- Lois Beckettsenior reporter at The Guardian covering gun policy.
It’s been one year since the devastating massacre at Marjory Stoneman Douglas High School—the deadly school shooting in Parkland, Florida, that galvanized the nation to take action against gun violence and turned a generation of young people into activists. On February 14, 2018, a former student armed with a semiautomatic AR-15 entered Marjory Stoneman Douglas High School and opened fire, gunning down 17 students, staff and teachers in just three minutes. It was one of the deadliest school shootings in U.S. history. Students who survived the massacre quickly came to national prominence as leading activists for gun control. We speak with Lois Beckett, senior reporter at The Guardian covering gun policy. Her latest piece is titled “'We can't let fear consume us’: why Parkland activists won’t give up.”
NERMEEN SHAIKH: Today marks the 1-year anniversary of the devastating massacre at Marjory Stoneman Douglas High School, the deadly school shooting in Parkland, Florida, that galvanized the nation to take action against gun violence and turned a generation of young people into activists. On February 14th, 2018, a former student armed with a semiautomatic AR-15 entered Marjory Stoneman Douglas High School and opened fire, gunning down 17 students, staff and teachers in just three minutes. It was one of the deadliest school shootings in U.S. history.
Students who survived the massacre quickly came to national prominence as leading activists for gun control. This is Parkland shooting survivor Emma González speaking soon after the shooting in a speech that riveted the nation.
EMMA GONZÁLEZ: If the president wants to come up to me and tell me to my face that it was a terrible tragedy and how it should never have happened, and maintains telling us how nothing is going to be done about it, I’m going to happily ask him how much money he received from the National Rifle Association. … It doesn’t matter, because I already know: $30 million! And divided by the number of gunshot victims in the United States in the one-and-one-half months in 2018 alone, that comes out to being $5,800. Is that how much these people are worth to you, Trump? … To every politician who is taking donations from the NRA, shame on you.

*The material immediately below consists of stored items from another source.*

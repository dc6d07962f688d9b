use std::path::PathBuf;

use clap::{Args, Parser, Subcommand};
use pkgflow_core::InstallOptions;

/// pkgflow - install packages through yay, pacman or winget
#[derive(Parser, Debug)]
#[command(name = "pkgflow")]
#[command(version, about, long_about = None)]
pub struct Cli {
    /// Debug logging
    #[arg(short, long, global = true, conflicts_with = "quiet")]
    pub verbose: bool,

    /// Only warnings and errors; no progress bar
    #[arg(short, long, global = true)]
    pub quiet: bool,

    #[command(subcommand)]
    pub command: Command,
}

#[derive(Subcommand, Debug)]
pub enum Command {
    /// Install packages
    Install(InstallArgs),
    /// List package manager backends and whether they are usable here
    Providers {
        /// Print JSON instead of a table
        #[arg(long)]
        json: bool,
    },
    /// Show which backend would be used and whether it can install in parallel
    Plan(PackageSelection),
}

#[derive(Args, Debug, Clone)]
pub struct PackageSelection {
    /// Package names; combined with any manifest categories
    pub packages: Vec<String>,

    /// JSON package manifest
    #[arg(short, long, value_name = "FILE", env = "PKGFLOW_MANIFEST")]
    pub manifest: Option<PathBuf>,

    /// Manifest category to install (repeatable); all categories when omitted
    #[arg(short, long = "category", value_name = "NAME")]
    pub categories: Vec<String>,

    /// Include packages marked optional in the manifest
    #[arg(long)]
    pub include_optional: bool,
}

#[derive(Args, Debug)]
pub struct InstallArgs {
    #[command(flatten)]
    pub selection: PackageSelection,

    /// Install on a worker pool when the backend allows it
    #[arg(short, long)]
    pub parallel: bool,

    /// Worker count for parallel installs (0 = automatic)
    #[arg(long, value_name = "N", default_value_t = 0)]
    pub max_workers: usize,

    /// Reinstall packages that are already present; also continues past failures
    #[arg(short, long)]
    pub force: bool,

    /// Continue after a package fails
    #[arg(short = 'k', long)]
    pub keep_going: bool,

    /// Report what would be installed without changing anything
    #[arg(short = 'n', long)]
    pub dry_run: bool,

    /// Print the result report as JSON
    #[arg(long)]
    pub json: bool,

    /// Cancel the whole run after this many seconds
    #[arg(long, value_name = "SECS")]
    pub timeout: Option<u64>,
}

impl InstallArgs {
    pub fn options(&self, verbose: bool, quiet: bool) -> InstallOptions {
        InstallOptions::new()
            .force(self.force)
            .keep_going(self.keep_going)
            .dry_run(self.dry_run)
            .verbose(verbose)
            .quiet(quiet || self.json)
            .parallel(self.parallel)
            .max_workers(self.max_workers)
    }
}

AMY GOODMAN: “Never again” became a rallying cry that mobilized young people around the United States to advocate for gun control. In March, the Parkland survivors, the high school students, led the historic March for Our Lives in Washington, D.C., where almost 800,000 people, mainly teenagers, gathered to decry the power of the NRA and the epidemic of gun violence in the United States. In June, they launched a 2-month national Road to Change bus tour, registering young people to vote and encouraging them to support gun control legislation. The tour ended in Newtown, Connecticut, the site of the 2012 Sandy Hook Elementary School shooting massacre. And in November, the March for Our Lives organization mobilized the youth vote nationwide for the midterm elections and nearly defeated pro-gun candidates in the Parkland students’ home state of Florida. Despite this, the Republican-controlled Florida Legislature is now pushing to ease gun legislation enacted after the Parkland shooting.

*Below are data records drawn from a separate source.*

use std::path::{Path, PathBuf};
use std::time::Duration;

use crate::backends::failure::install_failure;
use crate::backends::pacman::{INSTALL_TIMEOUT, PACMAN_LOCK_PATH, QUERY_TIMEOUT, check_database_lock};
use crate::backends::process_utils::{run_and_collect_output, run_probe};
use crate::backends::provider::{BackendContext, BackendProvider, BoxFuture};
use crate::execution::{CommandSpec, ProcessSpawnRequest, ProcessTerminationMode};
use crate::models::{BackendAction, BackendId, CoreError, CoreErrorKind, validate_package_name};
use crate::orchestration::CancellationToken;

const YAY_COMMAND: &str = "yay";
const CREDENTIAL_CHECK_TIMEOUT: Duration = Duration::from_secs(10);

pub fn yay_query_request(program: &Path, package: &str) -> ProcessSpawnRequest {
    ProcessSpawnRequest::new(
        BackendId::Yay,
        BackendAction::QueryInstalled,
        CommandSpec::new(program).arg("-Q").arg(package),
    )
    .timeout(QUERY_TIMEOUT)
    .termination(ProcessTerminationMode::Immediate)
}

pub fn yay_install_request(program: &Path, package: &str) -> ProcessSpawnRequest {
    ProcessSpawnRequest::new(
        BackendId::Yay,
        BackendAction::Install,
        CommandSpec::new(program)
            .args(["-S", "--noconfirm", "--needed"])
            .arg(package)
            .env("LANG", "C")
            .env("LC_ALL", "C"),
    )
    .timeout(INSTALL_TIMEOUT)
}

/// `sudo -n true`: succeeds only when sudo will not prompt.
pub fn sudo_credential_request() -> ProcessSpawnRequest {
    ProcessSpawnRequest::new(
        BackendId::Yay,
        BackendAction::Preflight,
        CommandSpec::new("sudo").arg("-n").arg("true"),
    )
    .timeout(CREDENTIAL_CHECK_TIMEOUT)
    .termination(ProcessTerminationMode::Immediate)
}

pub struct YayProvider {
    context: BackendContext,
    lock_path: PathBuf,
}

impl YayProvider {
    pub fn new(context: BackendContext) -> Self {
        Self {
            context,
            lock_path: PathBuf::from(PACMAN_LOCK_PATH),
        }
    }

    pub fn with_lock_path(mut self, lock_path: impl Into<PathBuf>) -> Self {
        self.lock_path = lock_path.into();
        self
    }

    fn program(&self) -> PathBuf {
        self.context
            .find_executable(YAY_COMMAND)
            .unwrap_or_else(|| PathBuf::from(YAY_COMMAND))
    }

    async fn check_credentials(
        &self,
        package: &str,
        cancellation: &CancellationToken,
    ) -> Result<(), CoreError> {
        let output = run_and_collect_output(
            self.context.executor.as_ref(),
            sudo_credential_request(),
            cancellation,
        )
        .await;

        match output {
            Ok(output) if output.succeeded() => Ok(()),
            Err(error) if error.is_cancellation() => Err(error.package(package)),
            _ => {
                let mut message =
                    "sudo needs a password and no terminal is available to ask for it".to_string();
                if let Some(hint) = CoreErrorKind::PermissionDenied.remediation() {
                    message.push_str("\nhint: ");
                    message.push_str(hint);
                }
                Err(CoreError::new(CoreErrorKind::PermissionDenied, message)
                    .backend(BackendId::Yay)
                    .package(package)
                    .action(BackendAction::Preflight))
            }
        }
    }
}

impl BackendProvider for YayProvider {
    fn name(&self) -> &str {
        BackendId::Yay.name()
    }

    fn is_available(&self) -> bool {
        self.context.platform.is_linux()
            && self.context.platform.is_arch_like()
            && self.context.find_executable(YAY_COMMAND).is_some()
    }

    fn is_installed<'a>(&'a self, package: &'a str) -> BoxFuture<'a, bool> {
        Box::pin(async move {
            if validate_package_name(package).is_err() {
                return false;
            }
            let request = yay_query_request(&self.program(), package);
            run_probe(self.context.executor.as_ref(), request)
                .await
                .is_some()
        })
    }

    fn install<'a>(
        &'a self,
        package: &'a str,
        cancellation: &'a CancellationToken,
    ) -> BoxFuture<'a, Result<(), CoreError>> {
        Box::pin(async move {
            validate_package_name(package).map_err(|error| error.backend(BackendId::Yay))?;
            check_database_lock(BackendId::Yay, package, &self.lock_path)?;
            self.check_credentials(package, cancellation).await?;

            let request = yay_install_request(&self.program(), package);
            tracing::info!(package, command = %request.command.render(), "installing with yay");

            let output =
                run_and_collect_output(self.context.executor.as_ref(), request, cancellation)
                    .await
                    .map_err(|error| error.package(package))?;

            if output.succeeded() {
                Ok(())
            } else {
                Err(install_failure(BackendId::Yay, package, &output))
            }
        })
    }

    fn priority(&self) -> i32 {
        BackendId::Yay.priority()
    }

    fn parallel_safe(&self) -> bool {
        BackendId::Yay.parallel_safe()
    }
}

NERMEEN SHAIKH: In Washington, D.C., Wednesday, the House Judiciary Committee advanced a pair of bills that would expand federal background checks for firearm purchases. It would be the first new gun control legislation in years. Democrats voted 23 to 15, along party lines, in favor of the bills—among them, Georgia freshman Congressman Lucy McBath, whose 17-year-old son Jordan Davis was shot dead in 2012 at a Florida gas station. The legislation will head to a vote in the full House of Representatives, but Republican leaders have said it will be dead on arrival in the Senate.

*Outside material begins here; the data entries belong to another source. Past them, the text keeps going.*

use std::collections::HashSet;
use std::ffi::OsStr;
use std::path::{Path, PathBuf};

pub(crate) fn find_executable(binary_name: &str, search_path: Option<&OsStr>) -> Option<PathBuf> {
    if binary_name.trim().is_empty() {
        return None;
    }

    if binary_name.contains(std::path::MAIN_SEPARATOR) || binary_name.contains('/') {
        let absolute = PathBuf::from(binary_name);
        return absolute.is_file().then_some(absolute);
    }

    let mut seen = HashSet::new();
    let mut candidates = Vec::new();

    if let Some(path_var) = search_path {
        for dir in std::env::split_paths(path_var) {
            for name in executable_names(binary_name) {
                push_candidate_path(dir.join(&name), &mut candidates, &mut seen);
            }
        }
    }

    candidates
        .into_iter()
        .find(|candidate| is_executable_file(candidate))
}

fn executable_names(binary_name: &str) -> Vec<String> {
    if cfg!(windows) && Path::new(binary_name).extension().is_none() {
        vec![format!("{binary_name}.exe"), binary_name.to_string()]
    } else {
        vec![binary_name.to_string()]
    }
}

fn push_candidate_path(
    candidate: PathBuf,
    candidates: &mut Vec<PathBuf>,
    seen: &mut HashSet<String>,
) {
    let rendered = candidate.to_string_lossy().to_string();
    if rendered.is_empty() {
        return;
    }

    if seen.insert(rendered) {
        candidates.push(candidate);
    }
}

#[cfg(unix)]
fn is_executable_file(path: &Path) -> bool {
    use std::os::unix::fs::PermissionsExt;

    path.metadata()
        .map(|meta| meta.is_file() && meta.permissions().mode() & 0o111 != 0)
        .unwrap_or(false)
}

#[cfg(not(unix))]
fn is_executable_file(path: &Path) -> bool {
    path.is_file()
}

AMY GOODMAN: Nearly 1,200 children have died from gun violence in the year since the Parkland shooting here in the United States. That’s three to four a day.
For more, we’re joined by Lois Beckett, senior reporter at The Guardian covering gun policy, her most recent article headlined “'We can't let fear consume us’: why Parkland activists won’t give up.”
Welcome to Democracy Now!, Lois. There’s so much to talk about here. What has happened in this last year, and the significance of the activism of Emma González and all of the surviving students that started speaking out less than a week, days after, within a day of the massacre at the Parkland high school?
LOIS BECKETT: It’s been really astonishing to watch these kids over the past year. They spoke out so powerfully at the beginning. But after that, they just didn’t stop. They kept going. They kept working straight through the midterm elections.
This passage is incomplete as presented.